Chronique théâtre : Au bord

de Claudine Galea.

Parfois, il suffit de seize pages pour vous mettre KO, et vous laisser pantelant sur le bord du chemin. Au bord est un texte étrange, difficile à qualifier, à classifier.

L’image est présentée avant le texte. C’est cette photo, prise à Abu Ghraib, d’une jeune femme soldat qui tient en laisse un homme nu. Elle est paru en 2004, dans le Washington Post. La femme est jeune, presque juvénile dans son attitude. Et cette femme, et la laisse qui la relie au prisonnier agissent comme un déclencheur, un libérateur de parole et surtout de pensée pour l’auteur, qui laisse alors apparaître, autant qu’elle réfléchit, les choses qui lui viennent en tête. Le texte devient alors un monologue hanté, d’où surgissent des motifs obsessionnels, touchant essentiellement aux “liens”, familiaux et intimes.

Le texte est sans tabou, sans fausse pudeur. La parole est à la fois complètement liée à l’image, jusque dans son absence, mais cette référence à l’image, ce point fixe permet à Claudine Galea d’explorer des territoires interdits, les choses que l’on tait, le mésamour de la mère, ces laisses que l’on se crée lorsqu’on s’attache à quelqu’un, les humiliations que l’on peut subir, que l’on peut faire subir, l’attirance pour la souffrance et l’innocence, le masochisme de ceux qui aiment, l’attirance et la fascination pour les femmes, la maternité, d’un enfant et d’un texte, le désintérêt pour la masculinité. Tout cela en seize petites pages, qui semblent alors à la fois très resserrées (le motif) et très amples (les multiples chemins de la pensée).

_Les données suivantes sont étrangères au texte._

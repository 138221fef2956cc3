//! Versioned envelope around the persisted item list.
//!
//! # Format
//!
//! ```json
//! {
//!   "type": "quickbasket-cart",
//!   "version": "2.0",
//!   "updatedAt": 1760000000000,
//!   "items": [
//!     { "id": null, "name": "Mango", "image": "", "price": 20.0, "quantity": 1 }
//!   ]
//! }
//! ```
//!
//! Decoding is loose: only an `items` array is required. The
//! `type` and `version` fields are surfaced but not acted on; a future schema
//! bump can branch on [`StoredEnvelope::version`].

use chrono::Utc;
use quickbasket_core::{CartItem, Sanitized, sanitize_items_with_report};
use serde::Serialize;
use serde_json::Value;

/// Discriminator written to the `type` field.
pub const ENVELOPE_TYPE: &str = "quickbasket-cart";

/// Schema version written by this crate.
pub const SCHEMA_VERSION: &str = "2.0";

/// Errors produced when a stored payload cannot be used.
#[derive(Debug, thiserror::Error)]
pub enum DecodeError {
    /// The payload is not valid JSON.
    #[error("payload is not valid JSON: {0}")]
    Malformed(#[from] serde_json::Error),

    /// The payload is JSON but not an object.
    #[error("payload is not a JSON object")]
    NotAnObject,

    /// The object has no `items` array.
    #[error("payload has no items array")]
    MissingItems,
}

/// The unit written to storage.
#[derive(Debug, Clone, PartialEq, Serialize)]
#[serde(rename_all = "camelCase")]
pub struct Envelope {
    /// Always [`ENVELOPE_TYPE`].
    #[serde(rename = "type")]
    pub kind: &'static str,
    /// Always [`SCHEMA_VERSION`].
    pub version: &'static str,
    /// Write time in milliseconds since the Unix epoch.
    pub updated_at: i64,
    /// Normalized items in insertion order.
    pub items: Vec<CartItem>,
}

impl Envelope {
    /// Wrap `items`, stamped with the current time.
    #[must_use]
    pub fn new(items: Vec<CartItem>) -> Self {
        Self::at(items, Utc::now().timestamp_millis())
    }

    /// Wrap `items` with an explicit timestamp.
    #[must_use]
    pub const fn at(items: Vec<CartItem>, updated_at: i64) -> Self {
        Self {
            kind: ENVELOPE_TYPE,
            version: SCHEMA_VERSION,
            updated_at,
            items,
        }
    }

    /// Serialize to the persisted JSON text.
    ///
    /// # Errors
    ///
    /// Returns an error if an item id cannot be serialized.
    pub fn to_json(&self) -> Result<String, serde_json::Error> {
        serde_json::to_string(self)
    }
}

/// An envelope read back from storage, items not yet normalized.
#[derive(Debug, Clone, PartialEq)]
pub struct StoredEnvelope {
    /// The `type` field, if it is a string.
    pub kind: Option<String>,
    /// The `version` field, if it is a non-empty string.
    pub version: Option<String>,
    /// The `updatedAt` field, if it is an integer.
    pub updated_at: Option<i64>,
    /// Raw item records.
    pub items: Vec<Value>,
}

impl StoredEnvelope {
    /// Normalize the stored items, keeping the rejection report.
    #[must_use]
    pub fn sanitize(&self) -> Sanitized {
        sanitize_items_with_report(&self.items)
    }
}

/// Parse a stored payload.
///
/// # Errors
///
/// Returns a [`DecodeError`] if the payload is not JSON, not an object, or
/// lacks an `items` array.
pub fn decode(raw: &str) -> Result<StoredEnvelope, DecodeError> {
    let value: Value = serde_json::from_str(raw)?;
    let Value::Object(mut fields) = value else {
        return Err(DecodeError::NotAnObject);
    };

    let Some(Value::Array(items)) = fields.remove("items") else {
        return Err(DecodeError::MissingItems);
    };

    Ok(StoredEnvelope {
        kind: fields
            .get("type")
            .and_then(Value::as_str)
            .map(str::to_owned),
        version: fields
            .get("version")
            .and_then(Value::as_str)
            .filter(|v| !v.is_empty())
            .map(str::to_owned),
        updated_at: fields.get("updatedAt").and_then(Value::as_i64),
        items,
    })
}
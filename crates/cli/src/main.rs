//! QuickBasket CLI - Inspect and edit a stored cart.
//!
//! # Usage
//!
//! ```bash
//! # Print the stored cart
//! qb-cli show
//!
//! # Add two mangoes at 20.00 each
//! qb-cli add -n Mango -p 20 -q 2
//!
//! # Remove a line by name
//! qb-cli remove -n Mango
//!
//! # Storage diagnostics
//! qb-cli info
//!
//! # Use a different storage directory
//! qb-cli --dir /tmp/cart show
//! ```
//!
//! # Commands
//!
//! - `show` - Print the stored cart
//! - `add` - Add an item (merged by name)
//! - `remove` - Remove an item by name
//! - `clear` - Delete the stored cart
//! - `info` - Print storage diagnostics
//! - `migrate` - Move a legacy cart to the current key

#![cfg_attr(not(test), forbid(unsafe_code))]

use std::path::PathBuf;

use clap::{Parser, Subcommand};
use tracing_subscriber::EnvFilter;

mod commands;

use commands::CommandError;

#[derive(Parser)]
#[command(name = "qb-cli")]
#[command(author, version, about = "QuickBasket cart storage tools")]
struct Cli {
    /// Storage directory (overrides `QUICKBASKET_STORAGE_DIR`)
    #[arg(long, global = true)]
    dir: Option<PathBuf>,

    #[command(subcommand)]
    command: Commands,
}

#[derive(Subcommand)]
enum Commands {
    /// Print the stored cart
    Show,
    /// Add an item, merging with an existing line of the same name
    Add {
        /// Item name
        #[arg(short, long)]
        name: String,

        /// Unit price
        #[arg(short, long)]
        price: String,

        /// Quantity to add
        #[arg(short, long, default_value_t = 1)]
        quantity: u64,

        /// Image reference
        #[arg(long)]
        image: Option<String>,

        /// Caller-supplied identifier
        #[arg(long)]
        id: Option<String>,
    },
    /// Remove an item by name
    Remove {
        /// Item name
        #[arg(short, long)]
        name: String,
    },
    /// Delete the stored cart
    Clear,
    /// Print storage diagnostics
    Info,
    /// Move a legacy cart to the current key
    Migrate,
}

fn main() {
    // Initialize tracing
    tracing_subscriber::fmt()
        .with_env_filter(
            EnvFilter::try_from_default_env().unwrap_or_else(|_| EnvFilter::new("warn")),
        )
        .with_writer(std::io::stderr)
        .init();

    let cli = Cli::parse();

    if let Err(e) = run(cli) {
        tracing::error!("Command failed: {e}");
        std::process::exit(1);
    }
}

fn run(cli: Cli) -> Result<(), CommandError> {
    let store = commands::open_store(cli.dir)?;

    match cli.command {
        Commands::Show => commands::cart::show(&store),
        Commands::Add {
            name,
            price,
            quantity,
            image,
            id,
        } => commands::cart::add(
            &store,
            &commands::cart::AddItem {
                name,
                price,
                quantity,
                image,
                id,
            },
        ),
        Commands::Remove { name } => commands::cart::remove(&store, &name),
        Commands::Clear => commands::cart::clear(&store),
        Commands::Info => commands::storage::info(&store),
        Commands::Migrate => commands::storage::migrate(&store),
    }
}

Cet effet d’unité et de multiplicité se retrouve en miroir inversé dans l’écriture : Au Bord est d’abord composé de phrases très courtes, répétées, triturées, et se termine en un bloc compact, dénué de ponctuation, foisonnant et rageur, rythmé par un ‘je pense’, asséné, martelé, dans une affirmation primordiale de l’être. Un texte troublant, perturbant, comme un accouchement par l’écriture.